Tuesday, August 26, 2008

I am tired and wired. My brain is fried, still. But before I slip off into exhaustion oblivion for a few days, I need to address some...

Rising Tide Randomness

Thursday - Yeah, this is what happened to me on Thursday. In the midst of all the bloviating I mentioned a certain Babble.com article in their series called "Bad Parent" entitled "96 Degrees In The Shade", concerning a mom who took her preschool-aged son to the Burning Man festival. When I saw this in my email and read through it, I instantly thought of two things:

- A number of the commenters on the article had probably never seen Malcolm In The Middle. Then again, maybe they have...

- If taking your kids to festivals of any kind is being a bad parent, then New Orleans has got to be the center of insane mommies, daddies, and guardians. Cases in point - JazzFest, and of course, the granddaddy of 'em all, Mardi Gras. Need I say more? Ladies and gents, taking your kids to festivals in a responsible manner will only be enriching, enlightening, and...yes, fine, ultimately tiring, but in a good way. Don't completely knock it until you've tried it.

Friday - I took one look at the giant poster our printing and swag guru Mominem made by mistake and knew that it needed a giant crane to accompany it. Sheckrastos' lovely spouse Dr. A has given the crane a good home. If anyone else needs lessons in massive origami, please feel free to contact me.

I headed over to Dangerblond's to keep Sophmom from having a nervous breakdown over the name tags and the registration for the conference...and just in time, too, since she nearly had this fellow's blog marked as "barks, bugs, bites, and lizards". Best kept secret about Rising Tide is that doing the registration and the name tags is actually fun - I was also in on it because I like hangin' in faux Metry with the ladies there and because, even though printing out the tags is hard work, the person with the registration has the power of knowing who everybody attending is and how many of 'em are coming. Dismiss us at your peril. We know the secret identities and the skeletons in the virtual closets and we could tell you, but then we'd have to kill you.

After helping Sophmom avert potential disaster, I changed into a flowery outfit in honor of this occasion and decided to see how the protest at the Ritz was going. I circled the block, observed a few protesters still hanging on outside the entrance to the hotel, and then unsuccessfully tried to squeeze my husband's car into a potential parking spot on Dauphine Street. I gave up after one too many people walking by just shook their heads in amazement at the exercise in futility that was my sad attempt at parking the car in a postage stamp on the street and headed over to Buffa's Lounge for the Friday night meet & greet. It was there that I got to chat with Cliff a great deal, finally met with Kevin Allman but forgot to ask him why author Patty Friedmann calls him a sweet babboo (I think I finally got the idea anyhow after talking with him for a bit.), met Amy Lafont for the first time as well as Kelly, Allen of unapologetic and Dorophoria, and many, many other people, and got to reconnect with other blogging yahoos such as myself.

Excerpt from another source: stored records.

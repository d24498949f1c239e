use std::process::ExitCode;

use chrono::Local;
use clap::{Parser, Subcommand};
use tracing_subscriber::EnvFilter;

use commute_planner::config::{API_KEY_ENV, CommuteConfig};
use commute_planner::directions::{DirectionsClient, DirectionsConfig, RouteQueryClient};
use commute_planner::domain::SystemClock;
use commute_planner::location::{LocationResolver, ResolverConfig, platform_locator};
use commute_planner::pipeline::{Outcome, Pipeline};
use commute_planner::planner::PlannerConfig;
use commute_planner::report;
use commute_planner::trip::{OriginSource, TripRequest, select_trip};

/// Next transit departures between home, work, or any two places.
///
/// With no arguments, shows routes home (from work if one is saved,
/// otherwise from your detected location). `-w` shows routes to work.
/// Two arguments route between arbitrary places.
#[derive(Parser)]
#[command(name = "commute", version)]
#[command(args_conflicts_with_subcommands = true)]
struct Cli {
    /// Verbosity level (-v info, -vv debug); RUST_LOG takes precedence
    #[arg(short, long, action = clap::ArgAction::Count, global = true)]
    verbose: u8,

    #[command(subcommand)]
    command: Option<Command>,

    /// Optional `[from] [to]` for arbitrary routing
    #[arg(value_name = "PLACE")]
    places: Vec<String>,

    /// Get routes to work (default: routes to home)
    #[arg(short, long)]
    work: bool,

    /// Your current location, instead of auto-detection
    #[arg(short, long)]
    from: Option<String>,

    /// You're currently at your home address
    #[arg(long)]
    at_home: bool,

    /// You're currently at your work address
    #[arg(long)]
    at_work: bool,
}

#[derive(Subcommand)]
enum Command {
    /// Save your home/work addresses and API key
    Init {
        /// Home address
        #[arg(long)]
        home: String,

        /// Work address
        #[arg(long)]
        work: Option<String>,

        /// Google Maps API key
        #[arg(long)]
        api_key: Option<String>,
    },
}

fn init_tracing(verbose: u8) {
    let default = match verbose {
        0 => "warn",
        1 => "info",
        _ => "debug",
    };
    let filter = EnvFilter::try_from_default_env().unwrap_or_else(|_| EnvFilter::new(default));
    tracing_subscriber::fmt()
        .with_env_filter(filter)
        .with_writer(std::io::stderr)
        .init();
}

#[tokio::main]
async fn main() -> ExitCode {
    let cli = Cli::parse();
    init_tracing(cli.verbose);

    match cli.command {
        Some(Command::Init {
            home,
            work,
            api_key,
        }) => init(home, work, api_key),
        None => {
            let request = TripRequest {
                places: cli.places,
                to_work: cli.work,
                from: cli.from,
                at_home: cli.at_home,
                at_work: cli.at_work,
            };
            run(request).await
        }
    }
}

fn init(home: String, work: Option<String>, api_key: Option<String>) -> ExitCode {
    let mut config = match CommuteConfig::load() {
        Ok(config) => config,
        Err(e) => {
            eprintln!("Error loading config: {e}");
            return ExitCode::FAILURE;
        }
    };

    config.home_address = home.trim().to_string();
    if let Some(work) = work {
        config.work_address = work.trim().to_string();
    }
    if let Some(key) = api_key {
        config.google_api_key = key.trim().to_string();
    }

    if !config.is_valid_with(std::env::var(API_KEY_ENV).ok()) {
        eprintln!("❌ A home address and API key are both required (use --api-key or {API_KEY_ENV}).");
        return ExitCode::FAILURE;
    }

    match config.save() {
        Ok(path) => {
            println!("✅ Configuration saved to {}", path.display());
            println!("Home: {}", config.home_address);
            if config.has_work() {
                println!("Work: {}", config.work_address);
            }
            println!("\nRun 'commute' to see routes home");
            if config.has_work() {
                println!("Run 'commute -w' to see routes to work");
            }
            ExitCode::SUCCESS
        }
        Err(e) => {
            eprintln!("Error saving config: {e}");
            ExitCode::FAILURE
        }
    }
}

async fn run(request: TripRequest) -> ExitCode {
    let config = match CommuteConfig::load() {
        Ok(config) => config.with_api_key_override(std::env::var(API_KEY_ENV).ok()),
        Err(e) => {
            eprintln!("Error loading config: {e}");
            return ExitCode::FAILURE;
        }
    };

    let trip = match select_trip(&request, &config) {
        Ok(trip) => trip,
        Err(e) => {
            eprintln!("❌ {e}");
            eprintln!("Example: commute \"U District Station\" \"Capitol Hill\"");
            return ExitCode::FAILURE;
        }
    };
    println!("{}", report::trip_intro(&trip));

    let directions = match DirectionsClient::new(DirectionsConfig::new(&config.google_api_key)) {
        Ok(client) => client,
        Err(e) => {
            eprintln!("Error creating directions client: {e}");
            return ExitCode::FAILURE;
        }
    };

    let resolver = match LocationResolver::standard(
        ResolverConfig::new().with_platform_locator(platform_locator()),
    ) {
        Ok(resolver) => resolver,
        Err(e) => {
            eprintln!("Error setting up location providers: {e}");
            return ExitCode::FAILURE;
        }
    };

    let pipeline = Pipeline::new(
        resolver,
        directions.clone(),
        RouteQueryClient::new(directions),
        SystemClock,
        PlannerConfig::default(),
    );

    let plan = match pipeline.plan(trip.origin.clone(), &trip.destination).await {
        Ok(plan) => plan,
        Err(e) => {
            eprintln!("\n{}", report::render_error(&e));
            return ExitCode::FAILURE;
        }
    };

    if trip.origin_source == OriginSource::Detect {
        println!("📍 Detected location: {}", plan.origin);
    }
    print!("{}", report::render_outcome(&trip, &plan.outcome, &Local));

    match plan.outcome {
        Outcome::NoEligibleRoutes => ExitCode::FAILURE,
        _ => ExitCode::SUCCESS,
    }
}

A couple of highlights of the party were Jeffrey getting a beer from Clancy DuBos, The City's Inspector General Robert Cerasoli making an appearance at the party and staying into the wee hours of the morn listening to so, so many folks (I left with Maitri at 12:30-ish in the AM and he was still there), Karen and Sarah coming in to Buffa's like conquering heroines straight from the Ritz protest, and the discovery of a little known maze of Jewish Geography that connects E and I faster than six degrees of separation could even think of doing...

...His current employer grew up two houses down from my grandparents' house on LonGuyland, and the employer's younger sister and I would play together whenever I would come to visit my grandparents. The world is only shrinking as I get older, it seems.

More tomorrow about other Rising Tide randomness. The rest of the NOLA blogpocheh are freaking out about the latest storm to develop at the edge of the Gulf, Gustav Mahler.

Jeffrey wasn't aFayed, but now I'm getting disGustav'd. Freaking hurricane season...

Oh, and I really really DO NOT WANT New Orleans to go through again what it went through three years ago just to tank the Republican candidate in this upcoming presidential election. It is not worth having all us New Orleanians descend on columnist Will Bunch's home for a month-plus stay while the levees breach again (suggestion is Ray's). The GOP is perfectly capable of tanking this one on their own without the assistance of an active hurricane season, thanks.